[Start of section]
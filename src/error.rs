//! Error types for veld operations.

use crate::feature::{Crs, FeatureId};
use thiserror::Error;

/// Errors that can occur during geometry construction, indexing, and analysis.
#[derive(Error, Debug)]
pub enum VeldError {
    /// Geometry is degenerate or self-inconsistent (open ring, too few
    /// vertices, non-finite coordinate).
    #[error("Invalid geometry: {0}")]
    InvalidGeometry(String),

    /// A parameter is out of range or otherwise unusable.
    #[error("Invalid input: {0}")]
    InvalidInput(String),

    /// The operation is undefined on an empty collection.
    #[error("Operation undefined on empty collection: {0}")]
    EmptyCollection(&'static str),

    /// A feature with this identifier already exists in the collection.
    #[error("Duplicate feature identifier: {0}")]
    DuplicateFeature(FeatureId),

    /// Two collections with different CRS tags were combined without
    /// reprojection.
    #[error("CRS mismatch: {left} vs {right}")]
    CrsMismatch { left: Crs, right: Crs },
}

/// Convenience alias used throughout the crate.
pub type Result<T> = std::result::Result<T, VeldError>;

#[cfg(test)]
mod tests {
    use super::*;

    #[test]
    fn test_error_display() {
        let err = VeldError::InvalidGeometry("ring has 2 distinct vertices".to_string());
        assert_eq!(
            err.to_string(),
            "Invalid geometry: ring has 2 distinct vertices"
        );

        let err = VeldError::CrsMismatch {
            left: Crs::wgs84(),
            right: Crs::web_mercator(),
        };
        assert_eq!(err.to_string(), "CRS mismatch: EPSG:4326 vs EPSG:3857");
    }

    #[test]
    fn test_duplicate_feature_display() {
        let err = VeldError::DuplicateFeature(FeatureId(7));
        assert!(err.to_string().contains('7'));
    }
}
//! Polygon set operations: one boundary-clipping kernel parameterized
//! for union and difference.
//!
//! Every input ring is split into fragments at pairwise edge
//! intersections. A fragment survives iff region membership differs
//! between its two sides (union: inside any input; difference: inside
//! the subject and outside every clip). Surviving fragments are oriented
//! with the result interior on the left, deduplicated by quantized
//! endpoints, and stitched into closed rings with a leftmost-turn rule
//! at junctions. Positive-area rings become shells, negative-area rings
//! become holes of the smallest containing shell.

use super::{Coord, EPSILON, Polygon, Ring};
use rustc_hash::{FxHashMap, FxHashSet};
use smallvec::SmallVec;

/// Which membership test a fragment's sides are compared under.
#[derive(Debug, Clone, Copy, PartialEq, Eq)]
enum OverlayOp {
    Union,
    Difference,
}

/// Merge polygons into maximal regions.
///
/// Disjoint inputs pass through unchanged; overlapping and touching
/// inputs melt into one ring per connected region, with holes where the
/// inputs enclose uncovered space.
pub fn union_all(polygons: &[Polygon]) -> Vec<Polygon> {
    match polygons {
        [] => Vec::new(),
        [one] => vec![one.clone()],
        many => overlay(many, &[], OverlayOp::Union),
    }
}

/// Subtract the clip polygons from the subject.
///
/// Returns the parts of `subject` covered by no clip polygon; the
/// result may be empty (fully covered) or disconnected.
pub fn difference(subject: &Polygon, clips: &[Polygon]) -> Vec<Polygon> {
    if clips.is_empty() {
        return vec![subject.clone()];
    }
    overlay(std::slice::from_ref(subject), clips, OverlayOp::Difference)
}

#[derive(Debug, Clone, Copy)]
struct Edge {
    a: Coord,
    b: Coord,
}

#[derive(Debug, Clone, Copy)]
struct Fragment {
    a: Coord,
    b: Coord,
}

/// Quantization grid for junction keys. Coarser than [`EPSILON`] so a
/// junction computed from different edge pairs still lands on one key.
const KEY_GRID: f64 = 1e7;

fn key(c: &Coord) -> (i64, i64) {
    ((c.x * KEY_GRID).round() as i64, (c.y * KEY_GRID).round() as i64)
}

fn cross(ax: f64, ay: f64, bx: f64, by: f64) -> f64 {
    ax * by - ay * bx
}

/// Record where two edges cut each other, as (parameter, point) pairs
/// so both edges share the exact same junction coordinate.
fn split_edges(
    e1: &Edge,
    e2: &Edge,
    cuts1: &mut SmallVec<[(f64, Coord); 4]>,
    cuts2: &mut SmallVec<[(f64, Coord); 4]>,
) {
    let rx = e1.b.x - e1.a.x;
    let ry = e1.b.y - e1.a.y;
    let sx = e2.b.x - e2.a.x;
    let sy = e2.b.y - e2.a.y;
    let qpx = e2.a.x - e1.a.x;
    let qpy = e2.a.y - e1.a.y;

    let denom = cross(rx, ry, sx, sy);
    if denom.abs() > EPSILON {
        let t = cross(qpx, qpy, sx, sy) / denom;
        let u = cross(qpx, qpy, rx, ry) / denom;
        if (-EPSILON..=1.0 + EPSILON).contains(&t) && (-EPSILON..=1.0 + EPSILON).contains(&u) {
            let t = t.clamp(0.0, 1.0);
            let point = Coord::new(e1.a.x + t * rx, e1.a.y + t * ry);
            cuts1.push((t, point));
            cuts2.push((u.clamp(0.0, 1.0), point));
        }
        return;
    }

    // Parallel. Collinear overlaps contribute the other edge's
    // endpoints as cut points so coincident portions become identical
    // fragments (which then classify together).
    if cross(qpx, qpy, rx, ry).abs() > EPSILON {
        return;
    }
    let len1 = rx * rx + ry * ry;
    let len2 = sx * sx + sy * sy;
    for endpoint in [e2.a, e2.b] {
        let t = ((endpoint.x - e1.a.x) * rx + (endpoint.y - e1.a.y) * ry) / len1;
        if t > EPSILON && t < 1.0 - EPSILON {
            cuts1.push((t, endpoint));
        }
    }
    for endpoint in [e1.a, e1.b] {
        let u = ((endpoint.x - e2.a.x) * sx + (endpoint.y - e2.a.y) * sy) / len2;
        if u > EPSILON && u < 1.0 - EPSILON {
            cuts2.push((u, endpoint));
        }
    }
}

fn inside(polygons: &[Polygon], c: &Coord) -> bool {
    polygons.iter().any(|p| p.parity_contains(c))
}

fn overlay(subject: &[Polygon], clip: &[Polygon], op: OverlayOp) -> Vec<Polygon> {
    let mut edges: Vec<Edge> = Vec::new();
    for polygon in subject.iter().chain(clip.iter()) {
        for ring in polygon.rings() {
            for (a, b) in ring.segments() {
                if a.distance_to(&b) > EPSILON {
                    edges.push(Edge { a, b });
                }
            }
        }
    }

    // Split every edge at its crossings with every other edge.
    let mut cuts: Vec<SmallVec<[(f64, Coord); 4]>> = vec![SmallVec::new(); edges.len()];
    for i in 0..edges.len() {
        for j in (i + 1)..edges.len() {
            let (left, right) = cuts.split_at_mut(j);
            split_edges(&edges[i], &edges[j], &mut left[i], &mut right[0]);
        }
    }

    let membership = |c: &Coord| match op {
        OverlayOp::Union => inside(subject, c) || inside(clip, c),
        OverlayOp::Difference => inside(subject, c) && !inside(clip, c),
    };

    // Classify fragments by probing both sides of the midpoint; keep
    // those whose sides disagree, oriented interior-on-left.
    let mut fragments: Vec<Fragment> = Vec::new();
    let mut seen: FxHashSet<((i64, i64), (i64, i64))> = FxHashSet::default();
    for (edge, edge_cuts) in edges.iter().zip(cuts.iter_mut()) {
        edge_cuts.push((0.0, edge.a));
        edge_cuts.push((1.0, edge.b));
        edge_cuts.sort_by(|x, y| x.0.total_cmp(&y.0));

        for pair in edge_cuts.windows(2) {
            let (_, a) = pair[0];
            let (_, b) = pair[1];
            let len = a.distance_to(&b);
            if len <= EPSILON {
                continue;
            }
            let mid = Coord::new((a.x + b.x) / 2.0, (a.y + b.y) / 2.0);
            let dx = (b.x - a.x) / len;
            let dy = (b.y - a.y) / len;
            // Probe offset scales with the fragment so short arcs near
            // junctions still land on the correct side.
            let delta = (len * 1e-3).max(EPSILON * 10.0);
            let left = membership(&Coord::new(mid.x - dy * delta, mid.y + dx * delta));
            let right = membership(&Coord::new(mid.x + dy * delta, mid.y - dx * delta));

            let fragment = match (left, right) {
                (true, false) => Fragment { a, b },
                (false, true) => Fragment { a: b, b: a },
                _ => continue,
            };
            if seen.insert((key(&fragment.a), key(&fragment.b))) {
                fragments.push(fragment);
            }
        }
    }

    stitch(fragments)
}

/// Connect oriented fragments end-to-start into closed rings, then
/// assemble shells and holes into polygons.
fn stitch(fragments: Vec<Fragment>) -> Vec<Polygon> {
    let mut starts: FxHashMap<(i64, i64), SmallVec<[usize; 2]>> = FxHashMap::default();
    for (slot, fragment) in fragments.iter().enumerate() {
        starts.entry(key(&fragment.a)).or_default().push(slot);
    }

    let mut used = vec![false; fragments.len()];
    let mut shells: Vec<Ring> = Vec::new();
    let mut holes: Vec<Ring> = Vec::new();

    for first in 0..fragments.len() {
        if used[first] {
            continue;
        }
        used[first] = true;
        let origin = key(&fragments[first].a);
        let mut coords = vec![fragments[first].a, fragments[first].b];
        let mut current = first;
        let mut closed = false;

        while coords.len() <= fragments.len() + 1 {
            let tail = key(&fragments[current].b);
            if tail == origin {
                closed = true;
                break;
            }
            let Some(next) = pick_next(&fragments, &starts, &used, current, tail) else {
                break;
            };
            used[next] = true;
            coords.push(fragments[next].b);
            current = next;
        }

        if !closed {
            continue;
        }
        // Slivers below the area tolerance fail ring construction and
        // are dropped here.
        if let Ok(ring) = Ring::new(coords) {
            if ring.signed_area() > 0.0 {
                shells.push(ring);
            } else {
                holes.push(ring);
            }
        }
    }

    assemble(shells, holes)
}

/// Choose the outgoing fragment at a junction: the leftmost turn from
/// the incoming direction, keeping the interior tight on the left.
fn pick_next(
    fragments: &[Fragment],
    starts: &FxHashMap<(i64, i64), SmallVec<[usize; 2]>>,
    used: &[bool],
    current: usize,
    tail: (i64, i64),
) -> Option<usize> {
    let candidates = starts.get(&tail)?;
    let incoming = &fragments[current];
    let dx = incoming.b.x - incoming.a.x;
    let dy = incoming.b.y - incoming.a.y;

    let mut best: Option<(usize, f64)> = None;
    for &slot in candidates {
        if used[slot] {
            continue;
        }
        let out = &fragments[slot];
        let ox = out.b.x - out.a.x;
        let oy = out.b.y - out.a.y;
        // CCW angle from the incoming direction; the largest value is
        // the leftmost turn.
        let angle = (dx * oy - dy * ox).atan2(dx * ox + dy * oy);
        if best.is_none_or(|(_, best_angle)| angle > best_angle) {
            best = Some((slot, angle));
        }
    }
    best.map(|(slot, _)| slot)
}

/// Attach each hole to the smallest shell containing it.
fn assemble(shells: Vec<Ring>, holes: Vec<Ring>) -> Vec<Polygon> {
    let mut shell_holes: Vec<Vec<Ring>> = (0..shells.len()).map(|_| Vec::new()).collect();

    for hole in holes {
        let probe = ring_interior_point(&hole);
        let owner = shells
            .iter()
            .enumerate()
            .filter(|(_, shell)| shell.ray_cast(&probe))
            .min_by(|(_, x), (_, y)| x.area().total_cmp(&y.area()))
            .map(|(slot, _)| slot);
        if let Some(slot) = owner {
            shell_holes[slot].push(hole);
        }
    }

    shells
        .into_iter()
        .zip(shell_holes)
        .map(|(shell, holes)| Polygon::new(shell, holes))
        .collect()
}

/// A point inside the ring: the centroid when it lands inside, else a
/// vertex nudge along the vertex's interior bisector.
fn ring_interior_point(ring: &Ring) -> Coord {
    let (sx, sy, sa) = ring.centroid_terms();
    if sa.abs() > EPSILON {
        let centroid = Coord::new(sx / sa, sy / sa);
        if ring.ray_cast(&centroid) {
            return centroid;
        }
    }
    // Concave fallback: probe just inside the first corner.
    let coords = ring.coords();
    let a = coords[0];
    let b = coords[1];
    let prev = coords[coords.len() - 2];
    let mx = (b.x + prev.x) / 2.0;
    let my = (b.y + prev.y) / 2.0;
    let delta = 1e-6;
    Coord::new(a.x + (mx - a.x) * delta, a.y + (my - a.y) * delta)
}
[End of section]
**Problem details:**
Quote verbatim the opening lines of the listing above, ending with the line where "pub enum VeldError" appears; include both endpoints and nothing more.

**Answer space:**
filename src/error.rs
//! Error types for veld operations.

use crate::feature::{Crs, FeatureId};
use thiserror::Error;

/// Errors that can occur during geometry construction, indexing, and analysis.
#[derive(Error, Debug)]
pub enum VeldError {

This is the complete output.